01Research in Context

01

What this study did

The team worked with adults who have mild intellectual disability. They wanted to know if the words people say to themselves actually control shopping skills.

First they taught the adults to talk themselves through each shopping step out loud. Later the adults whispered or thought the words. The researchers then blocked the self-talk to see if skills would drop.

02

What they found

When the adults used self-instructions, shopping errors stayed low. When the team blocked the self-talk, errors shot back up.

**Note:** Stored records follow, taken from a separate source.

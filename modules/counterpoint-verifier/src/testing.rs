// Test mocks for the verification pipeline.
//
// Two mocks matching the two trait boundaries:
// - MockSearcher (WebSearcher): scripted recent/unscoped results, records requests
// - MockModel (CompletionModel): scripted reply or failure, records conversations
//
// Plus small builders for evidence and raw model reports.

use std::sync::Mutex;

use anyhow::{bail, Result};
use async_trait::async_trait;

use ai_client::{AiError, CompletionModel, Message};
use counterpoint_common::EvidenceItem;
use tavily_client::SearchRequest;

use crate::traits::WebSearcher;

// ---------------------------------------------------------------------------
// MockSearcher
// ---------------------------------------------------------------------------

/// Answers time-scoped requests with `recent` and unscoped ones with
/// `unscoped`. Unscripted tiers return no results.
pub struct MockSearcher {
    recent: Option<Vec<EvidenceItem>>,
    unscoped: Option<Vec<EvidenceItem>>,
    fail_recent: bool,
    fail_unscoped: bool,
    requests: Mutex<Vec<SearchRequest>>,
}

impl MockSearcher {
    pub fn new() -> Self {
        Self {
            recent: None,
            unscoped: None,
            fail_recent: false,
            fail_unscoped: false,
            requests: Mutex::new(Vec::new()),
        }
    }

    pub fn on_recent(mut self, items: Vec<EvidenceItem>) -> Self {
        self.recent = Some(items);
        self
    }

    pub fn on_unscoped(mut self, items: Vec<EvidenceItem>) -> Self {
        self.unscoped = Some(items);
        self
    }

    /// Every request fails.
    pub fn failing(mut self) -> Self {
        self.fail_recent = true;
        self.fail_unscoped = true;
        self
    }

    /// Only the unscoped fallback fails.
    pub fn failing_unscoped(mut self) -> Self {
        self.fail_unscoped = true;
        self
    }

    /// Requests received so far, in order.
    pub fn requests(&self) -> Vec<SearchRequest> {
        self.requests.lock().unwrap().clone()
    }
}

impl Default for MockSearcher {
    fn default() -> Self {
        Self::new()
    }
}

#[async_trait]
impl WebSearcher for MockSearcher {
    async fn search(&self, request: &SearchRequest) -> Result<Vec<EvidenceItem>> {
        self.requests.lock().unwrap().push(request.clone());

        let (fail, items) = if request.time_range.is_some() {
            (self.fail_recent, &self.recent)
        } else {
            (self.fail_unscoped, &self.unscoped)
        };
        if fail {
            bail!("connection reset by peer");
        }
        Ok(items.clone().unwrap_or_default())
    }
}

// ---------------------------------------------------------------------------
// MockModel
// ---------------------------------------------------------------------------

pub struct MockModel {
    reply: std::result::Result<String, String>,
    calls: Mutex<Vec<Vec<Message>>>,
}

impl MockModel {
    pub fn replying(text: impl Into<String>) -> Self {
        Self {
            reply: Ok(text.into()),
            calls: Mutex::new(Vec::new()),
        }
    }

    pub fn failing(message: impl Into<String>) -> Self {
        Self {
            reply: Err(message.into()),
            calls: Mutex::new(Vec::new()),
        }
    }

    /// Conversations received so far.
    pub fn calls(&self) -> Vec<Vec<Message>> {
        self.calls.lock().unwrap().clone()
    }
}

#[async_trait]
impl CompletionModel for MockModel {
    async fn complete(&self, messages: &[Message]) -> ai_client::Result<String> {
        self.calls.lock().unwrap().push(messages.to_vec());
        match &self.reply {
            Ok(text) => Ok(text.clone()),
            Err(message) => Err(AiError::Network(message.clone())),
        }
    }

    fn provider(&self) -> &'static str {
        "mock"
    }
}

// ---------------------------------------------------------------------------
// Builders
// ---------------------------------------------------------------------------

/// `n` distinct evidence items on news.example.
pub fn evidence(n: usize) -> Vec<EvidenceItem> {
    (0..n)
        .map(|i| EvidenceItem {
            url: format!("https://www.news.example/story-{i}"),
            title: format!("Story {i}"),
            content: format!("Reported detail number {i}."),
        })
        .collect()
}

/// A well-formed synthesizer reply.
pub fn report_text(confidence: &str, findings: &[&str], unverified: &[&str], summary: &str) -> String {
    let mut text = format!("CONFIDENCE: {confidence}\n\nKEY FINDINGS:\n");
    for f in findings {
        text.push_str(&format!("• {f}\n"));
    }
    text.push_str("\nUNVERIFIED:\n");
    for u in unverified {
        text.push_str(&format!("• {u}\n"));
    }
    text.push_str(&format!("\nSUMMARY:\n{summary}\n"));
    text
}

Giving the same rules through an audio recording fixed the errors again.

This back-and-forth shows the words were truly controlling the behavior, not just tagging along.

03

How this fits with other research

Feldman et al. (1999) asked students with moderate ID to press a button and listen to their own prerecorded cues. Off-task behavior fell just like in the target study, but no one had to speak out loud. Together the papers show both spoken and taped self-cues work.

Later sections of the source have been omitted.